I say this because they have another function beyond being in an introductory philosophy book.
They foster powerful conversation between friends, give us a chance to exercise freedom of thought and help us learn more about ourselves, the world and the people we share it with.
They force us to live with uncertainty and find peace in it.
Take the question ‘What is the good life?’
Thinking about this question for only a few minutes opens us up to the huge possible answers you could give. To this question alone the answers have ranged from serving God to finding peace in a secular place to being virtuous to living with as much pleasure as possible. Some great minds have been trying to answer this and solve our contradictory yet equally appealing opinions for thousands of years. However, the lack of a definitive answer does not signal towards its insignificance.

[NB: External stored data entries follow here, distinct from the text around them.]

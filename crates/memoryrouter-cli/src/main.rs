//! MemoryRouter admin CLI (spec §0 "an admin CLI ... calls straight into the
//! core library, never re-derives business logic"). Every subcommand opens
//! the same SQLite file a running `memoryrouter` server points at and calls
//! the same `memoryrouter-core` methods the HTTP admin routes do.

use std::path::PathBuf;
use std::sync::Arc;

use anyhow::{Context, Result};
use clap::{Parser, Subcommand};
use memoryrouter_core::embedder::{Embedder, HttpEmbedder};
use memoryrouter_core::orchestrator::Engine;
use memoryrouter_core::providers::ProviderCredential;
use memoryrouter_core::types::{ProviderTag, Scope};
use memoryrouter_core::{RouterConfig, Store, VaultRegistry};
use serde_json::json;

#[derive(Parser)]
#[command(name = "memoryrouter-cli", about = "Admin CLI for MemoryRouter", version)]
struct Cli {
    /// Path to the server's TOML config; defaults the same way the server does.
    #[arg(long, env = "MEMORYROUTER_CONFIG", default_value = "memoryrouter.toml")]
    config: PathBuf,

    #[command(subcommand)]
    command: Command,
}

#[derive(Subcommand)]
enum Command {
    /// Memory-key CRUD.
    Key {
        #[command(subcommand)]
        cmd: KeyCommand,
    },
    /// Provider-key CRUD for a user's own upstream credentials.
    ProviderKey {
        #[command(subcommand)]
        cmd: ProviderKeyCommand,
    },
    /// Vault inspection and maintenance.
    Vault {
        #[command(subcommand)]
        cmd: VaultCommand,
    },
}

#[derive(Subcommand)]
enum KeyCommand {
    /// Mint a fresh memory key for a user.
    Create { #[arg(long)] user_id: String },
    /// List memory keys, optionally filtered to one user.
    List { #[arg(long)] user_id: Option<String> },
    /// Suspend a memory key.
    Deactivate { #[arg(long)] memory_key: String },
    /// Reinstate a suspended memory key.
    Activate { #[arg(long)] memory_key: String },
}

#[derive(Subcommand)]
enum ProviderKeyCommand {
    /// Store or replace a user's key for one provider.
    Set {
        #[arg(long)] user_id: String,
        #[arg(long)] provider: String,
        #[arg(long)] api_key: String,
        #[arg(long)] azure_endpoint: Option<String>,
    },
    /// Remove a user's key for one provider.
    Delete { #[arg(long)] user_id: String, #[arg(long)] provider: String },
    /// List a user's configured providers (previews only, never raw keys).
    List { #[arg(long)] user_id: String },
}

#[derive(Subcommand)]
enum VaultCommand {
    /// Print vector count / token count / time range for one vault.
    Stats {
        #[arg(long)] memory_key: String,
        #[arg(long, default_value = "core")] scope: String,
    },
    /// Drop a memory key's vaults and their chunk-mirror rows.
    Clear { #[arg(long)] memory_key: String },
    /// Re-embed every mirrored chunk under the configured embedder, across
    /// every vault on disk or (with `--memory-key`) just one.
    Reembed { #[arg(long)] memory_key: Option<String> },
}

#[tokio::main]
async fn main() -> Result<()> {
    env_logger::Builder::from_env(env_logger::Env::default().default_filter_or("info")).init();
    let cli = Cli::parse();
    let cfg = RouterConfig::load(Some(&cli.config)).context("loading config")?;
    let store = Store::open(&cfg.db.path).context("opening store")?;

    match cli.command {
        Command::Key { cmd } => run_key(&store, cmd),
        Command::ProviderKey { cmd } => run_provider_key(&store, cmd),
        Command::Vault { cmd } => run_vault(cfg, store, cmd).await,
    }
}

fn run_key(store: &Store, cmd: KeyCommand) -> Result<()> {
    match cmd {
        KeyCommand::Create { user_id } => {
            let key = store.create_memory_key(&user_id)?;
            println!("{}", json!({ "memory_key": key, "user_id": user_id }));
        }
        KeyCommand::List { user_id } => {
            let rows = store.list_memory_keys(user_id.as_deref())?;
            for (memory_key, user_id, active) in rows {
                println!("{}", json!({ "memory_key": memory_key, "user_id": user_id, "active": active }));
            }
        }
        KeyCommand::Deactivate { memory_key } => {
            store.set_memory_key_active(&memory_key, false)?;
            println!("{}", json!({ "memory_key": memory_key, "active": false }));
        }
        KeyCommand::Activate { memory_key } => {
            store.set_memory_key_active(&memory_key, true)?;
            println!("{}", json!({ "memory_key": memory_key, "active": true }));
        }
    }
    Ok(())
}

fn run_provider_key(store: &Store, cmd: ProviderKeyCommand) -> Result<()> {
    match cmd {
        ProviderKeyCommand::Set { user_id, provider, api_key, azure_endpoint } => {
            let tag = ProviderTag::from_tag(&provider).with_context(|| format!("unknown provider {provider}"))?;
            let mut cred = ProviderCredential::new(api_key);
            cred.azure_endpoint = azure_endpoint;
            store.upsert_provider_key(&user_id, tag, &cred)?;
            println!("{}", json!({ "user_id": user_id, "provider": provider, "stored": true }));
        }
        ProviderKeyCommand::Delete { user_id, provider } => {
            let tag = ProviderTag::from_tag(&provider).with_context(|| format!("unknown provider {provider}"))?;
            store.delete_provider_key(&user_id, tag)?;
            println!("{}", json!({ "user_id": user_id, "provider": provider, "deleted": true }));
        }
        ProviderKeyCommand::List { user_id } => {
            let previews = store.provider_key_previews(&user_id)?;
            for (tag, preview) in previews {
                println!("{}", json!({ "provider": tag.as_str(), "preview": preview }));
            }
        }
    }
    Ok(())
}

async fn run_vault(cfg: RouterConfig, store: Store, cmd: VaultCommand) -> Result<()> {
    let vaults = VaultRegistry::new(cfg.embedder.dims);

    match cmd {
        VaultCommand::Stats { memory_key, scope } => {
            let scope = Scope::from_key(&scope);
            let vault = vaults.get_or_create(&memory_key, &scope);
            vault.restore(store.load_vault_chunks(&memory_key, &scope.as_key())?);
            let stats = vault.stats();
            println!(
                "{}",
                json!({
                    "memory_key": memory_key,
                    "scope": scope.as_key(),
                    "vector_count": stats.vector_count,
                    "dims": stats.dims,
                    "oldest_ts_ms": stats.oldest_ts_ms,
                    "newest_ts_ms": stats.newest_ts_ms,
                    "total_tokens": stats.total_tokens,
                })
            );
        }
        VaultCommand::Clear { memory_key } => {
            for (_, scope_key) in store.distinct_vault_scopes(Some(&memory_key))? {
                store.clear_vault_chunks(&memory_key, &scope_key)?;
            }
            println!("{}", json!({ "memory_key": memory_key, "cleared": true }));
        }
        VaultCommand::Reembed { memory_key } => {
            for (mk, scope_key) in store.distinct_vault_scopes(memory_key.as_deref())? {
                let scope = Scope::from_key(&scope_key);
                let vault = vaults.get_or_create(&mk, &scope);
                vault.restore(store.load_vault_chunks(&mk, &scope_key)?);
            }

            let embedder: Arc<dyn Embedder> = Arc::new(HttpEmbedder::new(cfg.embedder.endpoint.clone(), cfg.embedder.model.clone(), cfg.embedder.dims));
            let engine = Engine::new(cfg, store, vaults, embedder);
            let report = engine.reembed_all().await?;
            println!(
                "{}",
                json!({
                    "reembedded": report.reembedded,
                    "dimension_mismatches": report.dimension_mismatches,
                    "failed": report.failed,
                })
            );
        }
    }
    Ok(())
}
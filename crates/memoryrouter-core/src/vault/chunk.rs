//! Chunk + rolling buffer types for one vault (spec §3, §4.2).

use crate::types::Role;
use serde::{Deserialize, Serialize};
use sha2::{Digest, Sha256};

/// Target chunk size, in estimated tokens.
pub const TARGET_TOKENS: usize = 300;
/// Characters-per-token approximation used throughout the truncator/vault.
pub const CHARS_PER_TOKEN: usize = 4;
pub const TARGET_CHARS: usize = TARGET_TOKENS * CHARS_PER_TOKEN;
/// Sentence-boundary search window, as a fraction of TARGET_CHARS.
pub const CUT_WINDOW_LOW_FRAC: f64 = 0.8;
pub const CUT_WINDOW_HIGH_FRAC: f64 = 1.1;
/// Trailing characters carried into the next buffer so consecutive chunks
/// share context. The name mirrors the spec's "OVERLAP_TOKENS" constant,
/// but the unit is characters, matching the spec's literal wording.
pub const OVERLAP_TOKENS: usize = 30;
/// Records larger than this multiple of TARGET_TOKENS are split on import
/// (spec §4.2 "Normalisation on bulk import").
pub const SPLIT_MULTIPLE: f64 = 1.5;

/// Number of most-recent inserts checked for a duplicate content-hash.
/// Not bounded by the spec; chosen small enough to stay O(1) per insert
/// while catching the common case of an upstream retry re-sending the
/// same assistant turn.
pub const DEDUP_WINDOW: usize = 64;

#[derive(Debug, Clone, Serialize, Deserialize)]
pub struct Chunk {
    /// Monotonic within its vault, strictly increasing by insertion order.
    pub id: u64,
    pub role: Role,
    pub content: String,
    /// First 8 bytes of SHA-256(content), hex-encoded (16 hex chars).
    pub content_hash: String,
    /// Unix-ms creation timestamp.
    pub created_at_ms: i64,
    pub model: String,
    pub request_id: String,
    pub embedding: Vec<f32>,
}

pub fn content_hash(content: &str) -> String {
    let digest = Sha256::digest(content.as_bytes());
    digest[..8].iter().map(|b| format!("{b:02x}")).collect()
}

/// Per-vault rolling text accumulator (spec §3 Buffer, §4.2 `storeChunked`).
#[derive(Debug, Clone, Default, Serialize, Deserialize)]
pub struct Buffer {
    pub text: String,
    pub role: Option<Role>,
    pub last_update_ms: i64,
}

impl Buffer {
    pub fn estimated_tokens(&self) -> usize {
        self.text.len().div_ceil(CHARS_PER_TOKEN)
    }
}

/// Append `content` to `buffer`, cutting off complete chunks whenever the
/// accumulated estimate crosses `TARGET_TOKENS`. Returns the cut prefixes the
/// caller must now embed and store — the buffer keeps only the trailing
/// overlap plus whatever text did not yet reach a cut point.
pub fn accumulate(buffer: &mut Buffer, content: &str, role: Role, now_ms: i64) -> Vec<String> {
    buffer.text.push_str(content);
    buffer.role = Some(role);
    buffer.last_update_ms = now_ms;

    let mut emitted = Vec::new();
    while buffer.estimated_tokens() >= TARGET_TOKENS {
        let Some(cut_at) = find_cut_point(&buffer.text) else {
            break;
        };
        let prefix: String = buffer.text[..cut_at].to_string();
        let rest = buffer.text[cut_at..].to_string();

        let overlap_start = prefix.len().saturating_sub(OVERLAP_TOKENS);
        let mut overlap_start = overlap_start;
        while overlap_start < prefix.len() && !prefix.is_char_boundary(overlap_start) {
            overlap_start += 1;
        }
        let overlap = &prefix[overlap_start..];

        buffer.text = format!("{overlap}{rest}");
        emitted.push(prefix);
    }
    emitted
}

/// Find a cut index within `[0.8*TARGET_CHARS, 1.1*TARGET_CHARS]`, preferring
/// a sentence-ending punctuation (`. ! ?`) followed by whitespace; falling
/// back to the last plain space in the window; falling back to the window's
/// upper edge if no whitespace exists at all (spec §4.2).
pub fn find_cut_point(text: &str) -> Option<usize> {
    let low = ((TARGET_CHARS as f64) * CUT_WINDOW_LOW_FRAC) as usize;
    let high = ((TARGET_CHARS as f64) * CUT_WINDOW_HIGH_FRAC) as usize;
    if text.len() < low {
        return None;
    }
    let high = high.min(text.len());
    let bytes = text.as_bytes();

    // Prefer the last `[.!?]` followed by whitespace within the window.
    let mut best_sentence: Option<usize> = None;
    for i in low..high.saturating_sub(1) {
        if i >= bytes.len() {
            break;
        }
        let c = bytes[i];
        if (c == b'.' || c == b'!' || c == b'?') && bytes.get(i + 1).is_some_and(|b| b.is_ascii_whitespace()) {
            best_sentence = Some(i + 1);
        }
    }
    if let Some(idx) = best_sentence {
        return Some(idx);
    }

    // Else the last plain space in the window.
    let mut best_space: Option<usize> = None;
    for i in low..high.min(bytes.len()) {
        if bytes[i] == b' ' {
            best_space = Some(i + 1);
        }
    }
    if let Some(idx) = best_space {
        return Some(idx.min(text.len()));
    }

    // No whitespace anywhere in the window — cut at the upper edge,
    // backing up to a valid char boundary.
    let mut idx = high.min(text.len());
    while idx > 0 && !text.is_char_boundary(idx) {
        idx -= 1;
    }
    Some(idx)
}

/// Split a bulk-import record larger than `SPLIT_MULTIPLE * TARGET_TOKENS`
/// into TARGET_TOKENS-ish pieces using the same sentence-boundary rule.
pub fn split_oversized(content: &str) -> Vec<String> {
    let max_chars = (TARGET_TOKENS as f64 * SPLIT_MULTIPLE * CHARS_PER_TOKEN as f64) as usize;
    if content.len() <= max_chars {
        return vec![content.to_string()];
    }
    let mut pieces = Vec::new();
    let mut rest = content.to_string();
    while rest.len() > max_chars {
        match find_cut_point(&rest) {
            Some(cut) if cut > 0 && cut < rest.len() => {
                pieces.push(rest[..cut].to_string());
                rest = rest[cut..].to_string();
            }
            _ => break,
        }
    }
    pieces.push(rest);
    pieces
}

#[cfg(test)]
mod tests {
    use super::*;

    #[test]
    fn content_hash_is_16_hex_chars() {
        let h = content_hash("hello");
        assert_eq!(h.len(), 16);
        assert!(h.chars().all(|c| c.is_ascii_hexdigit()));
    }

    #[test]
    fn accumulate_emits_nothing_under_threshold() {
        let mut buf = Buffer::default();
        let emitted = accumulate(&mut buf, "short text", Role::User, 0);
        assert!(emitted.is_empty());
        assert_eq!(buf.text, "short text");
    }

    #[test]
    fn accumulate_cuts_at_threshold() {
        let mut buf = Buffer::default();
        // Build a long text of complete sentences well past TARGET_CHARS.
        let sentence = "The quick brown fox jumps over the lazy dog. ";
        let long_text = sentence.repeat(40); // ~1880 chars
        let emitted = accumulate(&mut buf, &long_text, Role::Assistant, 1000);
        assert!(!emitted.is_empty());
        // Buffer keeps only an overlap-sized remainder (plus whatever trails).
        assert!(buf.text.len() < long_text.len());
    }

    #[test]
    fn split_oversized_keeps_small_records_whole() {
        let short = "a short record";
        assert_eq!(split_oversized(short), vec![short.to_string()]);
    }

    #[test]
    fn split_oversized_splits_large_records() {
        let sentence = "Lorem ipsum dolor sit amet consectetur adipiscing elit. ";
        let big = sentence.repeat(60);
        let pieces = split_oversized(&big);
        assert!(pieces.len() > 1);
        assert_eq!(pieces.concat(), big);
    }
}
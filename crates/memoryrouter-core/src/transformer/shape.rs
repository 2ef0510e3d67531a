//! Inbound body-shape detection (spec §4.4): which wire format a request is
//! using, determined from the request path rather than sniffing the body.

use crate::types::BodyShape;

/// Classify `path` (the request's route, e.g. `/v1/chat/completions`) into a
/// `BodyShape`. Returns `None` for paths that aren't a chat/generation
/// endpoint (embeddings, audio, images, raw completions) — those are
/// forwarded untouched, with no memory injection.
pub fn detect_body_shape(path: &str) -> Option<BodyShape> {
    if path.ends_with("/chat/completions") {
        return Some(BodyShape::OpenAi);
    }
    if path.ends_with("/messages") {
        return Some(BodyShape::Anthropic);
    }
    if path.contains(":generateContent") || path.contains(":streamGenerateContent") {
        return Some(BodyShape::Google);
    }
    None
}

#[cfg(test)]
mod tests {
    use super::*;

    #[test]
    fn detects_openai_shape() {
        assert_eq!(detect_body_shape("/v1/chat/completions"), Some(BodyShape::OpenAi));
    }

    #[test]
    fn detects_anthropic_shape() {
        assert_eq!(detect_body_shape("/v1/messages"), Some(BodyShape::Anthropic));
    }

    #[test]
    fn detects_google_shape() {
        assert_eq!(
            detect_body_shape("/v1/models/gemini-1.5-pro:generateContent"),
            Some(BodyShape::Google)
        );
    }

    #[test]
    fn unrecognised_path_is_none() {
        assert_eq!(detect_body_shape("/v1/embeddings"), None);
    }
}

In part, the value of the question comes from the process of trying to answer it, not just the answer settled on. Engaging with the questions opens us up to personal beliefs previously hidden to us which are then challenged and defended or dismissed. They can potentially change our lives simply because they’ve given us a new perspective on problems that we may never have taken seriously.
For example, we all know about avoidable poverty that persists in the world and tend to think it’s a bad thing but asking whether we’re all morally equal humans can change our opinions on whether we should give to charity. If we decide not to give to charity we can begin to develop our answer beyond a stutter and a hurry to change the topic.
Thinking about the questions, we might come closer to a satisfying answer that we may never have realised was in our grasp. But only by grappling with it for a while (or for some, their whole lives) can we do this. Everyone can be told answers to questions without any personal engagement but refusing to do some of the work ourselves stifles our gift for curiosity that should be grown instead of stifled.
If we find an answer we like, then all the better. If not, we can still enjoy the discussion. We then find that saying ‘I don’t know’ shouldn’t make us anxious. It’s a normal part of dealing with difficulty and practising some humility in the process.
It is important to note that I’m not demanding we live with every question in the world. There are many I currently have little interest in (No, I don’t know what an object is Mr van Inwagen.*) and some I have lived with for so long they aren’t invited for dinner any more. We all have different interests and some are more central to our everyday lives than others but we mustn’t dismiss them simply because of their difficulty.
To live with a question means we sometimes invite it over for some food and drinks, chat for a short while, crack a few jokes, realise you’re personifying a question for the sake of a metaphor and then, when the night is over, thank Ms Big Question for the enriching conversation. Maybe afterwards you’ll call Mr and Mrs 300-page-book for some help.
Live with questions and embrace the complexity they bring.
Live with questions and allow them to enrich your thinking.
Live with questions instead of wishing for their death.
If the questions die then the answer goes along with it and more importantly so does our thought.
* Peter Van Inwagen is a philosopher who has written about what objects are and determined they’re either elementary particles or living organisms.